Ainsi, l'expert au nom de la défense a en quelque sorte changé de position, lorsqu'il a admis lors de son interrogatoire qu'il pouvait y avoir eu un saut, même s'il était nettement plus faible ; lorsqu'il a défini la montée vers le passage du prédateur de bétail comme une montée modérée avec une pente d'environ 10 degrés, tandis que, selon lui, il a noté que la montée était abrupte ; Il a reconnu que la vitesse de la moto au moment du passage pouvait être d'environ 40 à 50 kilomètres par heure, tandis qu'il a estimé qu'il n'était pas possible que la vitesse soit élevée.
De plus, l'expert de la défense a témoigné que sa conclusion selon laquelle il n'y avait pas pu avoir de saut reposait, entre autres, sur l'hypothèse que le conducteur avait ralenti avant le passage, mais le prévenu lui-même n'a pas affirmé avoir ralenti vers le passage, mais a seulement affirmé qu'il avait conduit à une vitesse basse correspondant aux conditions de la route.
- Ce qui en ressort de la compilation : les deux avis n'ont pas fourni de données empiriques ni de calculs qui prouvent les positions des parties d'un point de vue physique. L'avis d'expert au nom de l'accusation a en partie soutenu la version de la plaignante, et des explications ont été données quant à l'effet de l'incident sur son corps et au mécanisme du sabotage, qui n'ont pas été contredis par l'expert de la défense.
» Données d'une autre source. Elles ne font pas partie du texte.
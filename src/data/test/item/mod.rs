use crate::data::item::ItemRepository;
use entity::prelude::{Item, ItemRequest, User};
use sea_orm::DbErr;
use test_utils::{builder::TestBuilder, factory};

mod create;
mod find_by_request;
mod get_by_owner;
mod search;
mod update;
D'autre part, la position de l'expert de la défense était difficile du fait qu'il a fondé ses conclusions sur des données controversées, et au cours de son témoignage, il a partiellement rétracté certaines décisions de l'opinion.
Par conséquent, je suis d'avis que, lorsqu'on juxtapose l'opinion et les témoignages d'experts l'un contre l'autre, il est possible de préférer l'avis de l'expert de l'accusation, ainsi que le fait que sa contribution globale a un poids limité et dépend de la décision concernant l'acceptation de la version du demandeur.
Résumé provisoire concernant les versions des parties et les témoignages d'experts
- Après avoir examiné les témoignages des parties et les opinions en leur faveur, je suis d'avis que la conclusion est renforcée que, lors de la conduite des parties vers le passage à niveau du bétail, un incident s'est produit au cours duquel le corps du demandeur s'est soulevé et a atterri sur la banquette arrière de la moto.
- L'expert au nom de la défense était prêt à admettre qu'il pouvait y avoir eu un saut, même s'il était nettement inférieur à la description du demandeur.
Le défendeur a utilisé l'expression « sauter à un point de contrôle pour bétail sur la route » dans la correspondance entre les parties, même après que le demandeur l'ait contacté pour demander des informations sur l'assurance et après avoir consulté un avocat, et je n'accepte pas son affirmation selon laquelle il aurait répété le terme utilisé par le demandeur. Cet argument est incohérent avec la formulation de la correspondance et avec les tentatives du défendeur de réfuter les affirmations du demandeur à l'époque, sachant qu'au moment de l'incident, il n'avait pas de couverture d'assurance. Je suis d'avis que cette version devrait être préférée, car la première version a été donnée spontanément, et le fait qu'elle ait été dite après que le défendeur ait consulté un avocat en renforce la véracité. Ce n'est qu'après que le défendeur ait fait face à un procès personnel qu'il a affirmé qu'il ne s'agissait que d'un tremblement de terre. Le fait que le défendeur ait cherché à éviter de répondre à une question qui lui avait été adressée sur ce sujet dans le cadre d'un questionnaire au nom du demandeur renforce la conclusion qu'il y a bien eu un saut de la moto.